** Action item **
Find every line in the records below that contains the word "TooSmall", and copy each such line.

*** Excerpted data

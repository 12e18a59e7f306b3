//! Builder Module
//!
//! Fluent Builder APIを提供し、`Extractor`インスタンスを段階的に構築する。
//!
//! シートのレイアウトに関する定数（見出し行、住戸列、しきい値など）はすべて
//! ここで設定として明示されます。行番号・列番号は表計算ソフトの表示と同じ1始まりです。

use chrono::Month;
use std::fs::File;
use std::io::Read;
use std::path::Path;

use crate::api::{ColumnRole, SheetKind};
use crate::error::{RentsheetError, SkipReason};
use crate::parser::{
    classify, extract_detailed, extract_summary, HeaderCandidates, SheetShape, SheetView,
    WorkbookParser,
};
use crate::security::SecurityConfig;
use crate::types::{ExtractionReport, RentalEntry, SheetReport};

/// 抽出処理の設定を保持する内部構造体
#[derive(Debug, Clone)]
pub(crate) struct ExtractionConfig {
    /// これ未満の行数のシートは読み飛ばす
    pub min_rows: u32,

    /// サマリーシートの見出し行
    pub summary_header_row: u32,

    /// 詳細シートの見出し行（月名が並ぶ行）
    pub detailed_header_row: u32,

    /// 詳細シートとみなす列数のしきい値（この値を超える列数が必要）
    pub detailed_min_columns: u32,

    /// 詳細シートの住戸番号列
    pub unit_column: u32,

    /// 詳細シートの入居者名列
    pub tenant_column: u32,

    /// 認識する月（サマリーのシート名接頭辞と詳細の見出しの両方に使用）
    pub months: Vec<Month>,

    /// サマリーシートの見出し候補
    pub header_candidates: HeaderCandidates,

    /// 入力サイズ制限
    pub security: SecurityConfig,
}

impl Default for ExtractionConfig {
    fn default() -> Self {
        Self {
            min_rows: 5,
            summary_header_row: 3,
            detailed_header_row: 6,
            detailed_min_columns: 10,
            unit_column: 3,
            tenant_column: 4,
            months: vec![
                Month::January,
                Month::February,
                Month::March,
                Month::April,
                Month::May,
            ],
            header_candidates: HeaderCandidates::default(),
            security: SecurityConfig::default(),
        }
    }
}

/// Fluent Builder APIを提供する構造体
///
/// すべての設定項目にデフォルト値が設定されており、必要な設定のみをオーバーライドできます。
///
/// # 使用例
///
/// ```rust,no_run
/// use rentsheet::{ColumnRole, ExtractorBuilder, Month};
///
/// # fn main() -> Result<(), rentsheet::RentsheetError> {
/// let extractor = ExtractorBuilder::new()
///     .with_months([Month::January, Month::February, Month::June])
///     .with_header_candidates(ColumnRole::Unit, ["house", "unit", "room"])
///     .build()?;
/// # Ok(())
/// # }
/// ```
#[derive(Debug)]
pub struct ExtractorBuilder {
    /// 内部設定（構築中）
    config: ExtractionConfig,
}

impl Default for ExtractorBuilder {
    fn default() -> Self {
        Self::new()
    }
}

impl ExtractorBuilder {
    /// デフォルト設定を持つビルダーインスタンスを生成する
    ///
    /// # デフォルト設定
    ///
    /// - 最小行数: 5
    /// - サマリー見出し行: 3
    /// - 詳細見出し行: 6（データは7行目から）
    /// - 詳細シートの列数しきい値: 10（11列以上で詳細シート）
    /// - 住戸番号列 / 入居者名列: 3 / 4
    /// - 月: 1月〜5月
    /// - 見出し候補: 住戸 `house`, `hse`, `unit` / 家賃 `rent` / 入金 `paid` / 残高 `balance`
    /// - 入力サイズ上限: 50MB
    pub fn new() -> Self {
        Self {
            config: ExtractionConfig::default(),
        }
    }

    /// これ未満の行数のシートを読み飛ばす
    pub fn with_min_rows(mut self, rows: u32) -> Self {
        self.config.min_rows = rows;
        self
    }

    /// サマリーシートの見出し行を指定する
    pub fn with_summary_header_row(mut self, row: u32) -> Self {
        self.config.summary_header_row = row;
        self
    }

    /// 詳細シートの見出し行を指定する
    pub fn with_detailed_header_row(mut self, row: u32) -> Self {
        self.config.detailed_header_row = row;
        self
    }

    /// 詳細シートとみなす列数のしきい値を指定する
    pub fn with_detailed_min_columns(mut self, columns: u32) -> Self {
        self.config.detailed_min_columns = columns;
        self
    }

    /// 詳細シートの住戸番号列を指定する
    pub fn with_unit_column(mut self, col: u32) -> Self {
        self.config.unit_column = col;
        self
    }

    /// 詳細シートの入居者名列を指定する
    pub fn with_tenant_column(mut self, col: u32) -> Self {
        self.config.tenant_column = col;
        self
    }

    /// 認識する月を指定する
    ///
    /// 順序は意味を持ちません（詳細シートの月の順序は見出し行の列順）。
    pub fn with_months<I>(mut self, months: I) -> Self
    where
        I: IntoIterator<Item = Month>,
    {
        self.config.months = months.into_iter().collect();
        self
    }

    /// サマリーシートの見出し候補を役割ごとに置き換える
    ///
    /// 候補は先頭ほど優先されます。照合は大文字小文字を区別しない部分一致です。
    pub fn with_header_candidates<I, S>(mut self, role: ColumnRole, candidates: I) -> Self
    where
        I: IntoIterator<Item = S>,
        S: AsRef<str>,
    {
        self.config.header_candidates.set(role, candidates);
        self
    }

    /// 入力ファイルの最大サイズ（バイト）を指定する
    pub fn with_max_input_file_size(mut self, bytes: u64) -> Self {
        self.config.security = SecurityConfig::with_max_input_file_size(bytes);
        self
    }

    /// 設定を検証し、`Extractor`インスタンスを生成する
    ///
    /// # 戻り値
    ///
    /// * `Ok(Extractor)`: 設定が有効な場合
    /// * `Err(RentsheetError::Config)`: 設定が無効な場合
    ///   * 行番号・列番号・最小行数が0
    ///   * 住戸番号列と入居者名列が同じ
    ///   * 月の指定が空、または重複
    ///   * 見出し候補が空、または空白のみの候補を含む
    ///   * 入力サイズ上限が0
    pub fn build(self) -> Result<Extractor, RentsheetError> {
        let config = &self.config;

        // 1. 行番号・列番号（1始まり）
        let positions = [
            ("min_rows", config.min_rows),
            ("summary_header_row", config.summary_header_row),
            ("detailed_header_row", config.detailed_header_row),
            ("unit_column", config.unit_column),
            ("tenant_column", config.tenant_column),
        ];
        for (name, value) in positions {
            if value == 0 {
                return Err(RentsheetError::Config(format!(
                    "{} must be at least 1",
                    name
                )));
            }
        }

        if config.unit_column == config.tenant_column {
            return Err(RentsheetError::Config(format!(
                "unit_column and tenant_column must differ (both {})",
                config.unit_column
            )));
        }

        // 2. 月
        if config.months.is_empty() {
            return Err(RentsheetError::Config(
                "At least one month must be recognized".to_string(),
            ));
        }
        for (i, month) in config.months.iter().enumerate() {
            if config.months[..i].contains(month) {
                return Err(RentsheetError::Config(format!(
                    "Duplicate month: {}",
                    month.name()
                )));
            }
        }

        // 3. 見出し候補
        for role in ColumnRole::ALL {
            let candidates = config.header_candidates.candidates(role);
            if candidates.is_empty() || candidates.iter().any(|c| c.is_empty()) {
                return Err(RentsheetError::Config(format!(
                    "Header candidates for {} must be non-empty",
                    role
                )));
            }
        }

        // 4. 入力サイズ
        if config.security.max_input_file_size == 0 {
            return Err(RentsheetError::Config(
                "max_input_file_size must be greater than 0".to_string(),
            ));
        }

        Ok(Extractor::new(self.config))
    }
}

/// ワークブック抽出のファサード
///
/// 状態を持たない純粋な変換器です。同じ入力に対しては常に同じ結果を返します。
///
/// # 使用例
///
/// ```rust,no_run
/// use rentsheet::ExtractorBuilder;
///
/// # fn main() -> Result<(), rentsheet::RentsheetError> {
/// let extractor = ExtractorBuilder::new().build()?;
/// let entries = extractor.extract_path("uploads/latest.xlsx")?;
/// for entry in &entries {
///     println!("{} {} paid {}", entry.unit, entry.month, entry.amount_paid);
/// }
/// # Ok(())
/// # }
/// ```
#[derive(Debug, Clone)]
pub struct Extractor {
    /// 抽出設定
    config: ExtractionConfig,
}

impl Default for Extractor {
    fn default() -> Self {
        Self::new(ExtractionConfig::default())
    }
}

impl Extractor {
    pub(crate) fn new(config: ExtractionConfig) -> Self {
        Self { config }
    }

    /// ファイルパスからレコードを抽出する
    ///
    /// # 戻り値
    ///
    /// * `Ok(Vec<RentalEntry>)` - 抽出されたレコード（0件の場合もある）
    /// * `Err(RentsheetError::Io)` - ファイルを開けない・読めない場合
    /// * `Err(RentsheetError::Parse)` - ワークブックとして認識できない場合
    /// * `Err(RentsheetError::SecurityViolation)` - サイズ上限を超えた場合
    pub fn extract_path<P: AsRef<Path>>(&self, path: P) -> Result<Vec<RentalEntry>, RentsheetError> {
        Ok(self.extract_path_report(path)?.entries)
    }

    /// ファイルパスからレコードとシートごとの診断情報を抽出する
    pub fn extract_path_report<P: AsRef<Path>>(
        &self,
        path: P,
    ) -> Result<ExtractionReport, RentsheetError> {
        let file = File::open(path.as_ref())?;
        self.extract_report(file)
    }

    /// リーダーからレコードを抽出する
    pub fn extract<R: Read>(&self, input: R) -> Result<Vec<RentalEntry>, RentsheetError> {
        Ok(self.extract_report(input)?.entries)
    }

    /// リーダーからレコードとシートごとの診断情報を抽出する
    ///
    /// # 処理フロー
    ///
    /// 1. 入力をサイズ上限付きでメモリに読み込む（唯一のI/O）
    /// 2. ワークブックを開く
    /// 3. シートごとに分類し、サマリー／詳細の抽出戦略へ振り分ける
    /// 4. ワークブック上の順序でレコードを連結する
    pub fn extract_report<R: Read>(&self, input: R) -> Result<ExtractionReport, RentsheetError> {
        // 1. 入力の読み込み
        let buffer = self.config.security.read_limited(input)?;

        // 2. ワークブックを開く
        let mut parser = WorkbookParser::open(buffer)?;

        // 3. シートごとの処理
        let mut report = ExtractionReport::default();
        for name in parser.sheet_names() {
            let sheet_report = match parser.load_sheet(&name) {
                Ok(sheet) => self.extract_sheet(&name, &sheet, &mut report.entries),
                Err(e) => {
                    log::warn!("Skipping sheet '{}': {}", name, e);
                    SheetReport::skipped(&name, SheetKind::Unreadable, SkipReason::Unreadable(e.to_string()))
                }
            };
            report.sheets.push(sheet_report);
        }

        log::info!(
            "Extracted {} rental entries from {} sheets ({} skipped)",
            report.entries.len(),
            report.sheets.len(),
            report.skipped_sheets().count()
        );

        Ok(report)
    }

    /// シート1枚を分類して抽出し、レコードを`entries`に追加する
    fn extract_sheet(
        &self,
        name: &str,
        sheet: &SheetView,
        entries: &mut Vec<RentalEntry>,
    ) -> SheetReport {
        let shape = classify(name, sheet, &self.config);
        let source = name.trim().to_uppercase();

        let outcome = match shape {
            SheetShape::TooSmall { rows } => {
                let reason = SkipReason::TooSmall {
                    rows,
                    min: self.config.min_rows,
                };
                log::debug!("Skipping sheet '{}': {}", name, reason);
                return SheetReport::skipped(name, shape.kind(), reason);
            }
            SheetShape::Unsupported { columns } => Err(SkipReason::Unsupported { columns }),
            SheetShape::Summary { month } => extract_summary(&source, month, sheet, &self.config),
            SheetShape::Detailed => Ok(extract_detailed(&source, sheet, &self.config)),
        };

        match outcome {
            Ok(extraction) => {
                log::debug!(
                    "Sheet '{}' ({:?}): {} records",
                    name,
                    shape.kind(),
                    extraction.entries.len()
                );
                let report = SheetReport {
                    name: name.to_string(),
                    kind: shape.kind(),
                    records: extraction.entries.len(),
                    skipped_groups: extraction.skipped_groups,
                    skip: None,
                };
                entries.extend(extraction.entries);
                report
            }
            Err(reason) => {
                log::warn!("Skipping sheet '{}': {}", name, reason);
                SheetReport::skipped(name, shape.kind(), reason)
            }
        }
    }
}

/// デフォルト設定でファイルからレコードを抽出する
///
/// `ExtractorBuilder::new().build()?.extract_path(path)`の省略形です。
pub fn extract_rental_entries<P: AsRef<Path>>(path: P) -> Result<Vec<RentalEntry>, RentsheetError> {
    Extractor::default().extract_path(path)
}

******

** Result below **
            SheetShape::TooSmall { rows } => {
                let reason = SkipReason::TooSmall {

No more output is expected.